### Work order
What is asked for is the whole listing, given again word for word.
--*--
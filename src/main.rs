use clap::Parser;
use liftwatch::cli::{args::Args, commands};
use std::process;
use tokio_util::sync::CancellationToken;

fn main() {
    // Parse command line arguments
    let args = Args::parse();

    // If no subcommand was provided, show help and available commands
    if args.command.is_none() {
        show_help_and_commands();
        process::exit(0);
    }

    // Create async runtime and run the main command logic with signal handling
    let runtime = tokio::runtime::Runtime::new().unwrap_or_else(|e| {
        eprintln!("Failed to create async runtime: {}", e);
        process::exit(1);
    });

    let result = runtime.block_on(async {
        // Create cancellation token for coordinating graceful shutdown
        let cancellation_token = CancellationToken::new();

        // Set up graceful shutdown handling
        let shutdown_signal = async {
            tokio::signal::ctrl_c()
                .await
                .expect("Failed to install CTRL+C signal handler");

            // Cancel all operations when Ctrl+C is received
            cancellation_token.cancel();
        };

        // Run the main command with cancellation support
        tokio::select! {
            result = commands::run(args, cancellation_token.clone()) => {
                result
            }
            _ = shutdown_signal => {
                eprintln!("\nReceived CTRL+C, shutting down gracefully...");
                Err(liftwatch::Error::interrupted(
                    "Dashboard interrupted by user".to_string()
                ))
            }
        }
    });

    match result {
        Ok(()) => {
            process::exit(0);
        }
        Err(error) => {
            // Error occurred - print to stderr and exit with error code
            eprintln!("Error: {:#}", error);
            process::exit(1);
        }
    }
}

/// Show help information and available commands when no subcommand is provided
fn show_help_and_commands() {
    println!("Liftwatch - Lift Status and Wind Forecast Dashboard");
    println!("===================================================");
    println!();
    println!("Merge a spreadsheet-backed lift status log with NOAA hourly wind");
    println!("forecasts into an auto-refreshing web dashboard.");
    println!();
    println!("USAGE:");
    println!("    liftwatch <COMMAND> [OPTIONS]");
    println!();
    println!("COMMANDS:");
    println!("    serve       Run the dashboard web server (main command)");
    println!("    snapshot    Run one refresh cycle and print the result");
    println!("    help        Show this help message or help for specific commands");
    println!();
    println!("OPTIONS:");
    println!("    -h, --help       Show help information");
    println!("    -V, --version    Show version information");
    println!();
    println!("EXAMPLES:");
    println!("    # Serve the dashboard on the default address:");
    println!("    liftwatch serve");
    println!();
    println!("    # Serve against a published sheet CSV export:");
    println!("    liftwatch serve --sheet-url https://example.com/sheet.csv --bind 0.0.0.0:8080");
    println!();
    println!("    # One-shot snapshot from a local CSV, as JSON:");
    println!("    liftwatch snapshot --sheet-csv lifts.csv --format json");
    println!();
    println!("For detailed help on any command, use:");
    println!("    liftwatch <COMMAND> --help");
}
--*--
### Response for this exercise
filename src/main.rs
use clap::Parser;
use liftwatch::cli::{args::Args, commands};
use std::process;
use tokio_util::sync::CancellationToken;

fn main() {
    // Parse command line arguments
    let args = Args::parse();

    // If no subcommand was provided, show help and available commands
    if args.command.is_none() {
        show_help_and_commands();
        process::exit(0);
    }

    // Create async runtime and run the main command logic with signal handling
    let runtime = tokio::runtime::Runtime::new().unwrap_or_else(|e| {
        eprintln!("Failed to create async runtime: {}", e);
        process::exit(1);
    });

    let result = runtime.block_on(async {
        // Create cancellation token for coordinating graceful shutdown
        let cancellation_token = CancellationToken::new();

        // Set up graceful shutdown handling
        let shutdown_signal = async {
            tokio::signal::ctrl_c()
                .await
                .expect("Failed to install CTRL+C signal handler");

            // Cancel all operations when Ctrl+C is received
            cancellation_token.cancel();
        };

        // Run the main command with cancellation support
        tokio::select! {
            result = commands::run(args, cancellation_token.clone()) => {
                result
            }
            _ = shutdown_signal => {
                eprintln!("\nReceived CTRL+C, shutting down gracefully...");
                Err(liftwatch::Error::interrupted(
                    "Dashboard interrupted by user".to_string()
                ))
            }
        }
    });

    match result {
        Ok(()) => {
            process::exit(0);
        }
        Err(error) => {
            // Error occurred - print to stderr and exit with error code
            eprintln!("Error: {:#}", error);
            process::exit(1);
        }
    }
}

/// Show help information and available commands when no subcommand is provided
fn show_help_and_commands() {
    println!("Liftwatch - Lift Status and Wind Forecast Dashboard");
    println!("===================================================");
    println!();
    println!("Merge a spreadsheet-backed lift status log with NOAA hourly wind");
    println!("forecasts into an auto-refreshing web dashboard.");
    println!();
    println!("USAGE:");
    println!("    liftwatch <COMMAND> [OPTIONS]");
    println!();
    println!("COMMANDS:");
    println!("    serve       Run the dashboard web server (main command)");
    println!("    snapshot    Run one refresh cycle and print the result");
    println!("    help        Show this help message or help for specific commands");
    println!();
    println!("OPTIONS:");
    println!("    -h, --help       Show help information");
    println!("    -V, --version    Show version information");
    println!();
    println!("EXAMPLES:");
    println!("    # Serve the dashboard on the default address:");
    println!("    liftwatch serve");
    println!();
    println!("    # Serve against a published sheet CSV export:");
    println!("    liftwatch serve --sheet-url https://example.com/sheet.csv --bind 0.0.0.0:8080");
    println!();
    println!("    # One-shot snapshot from a local CSV, as JSON:");
    println!("    liftwatch snapshot --sheet-csv lifts.csv --format json");
    println!();
    println!("For detailed help on any command, use:");
    println!("    liftwatch <COMMAND> --help");
}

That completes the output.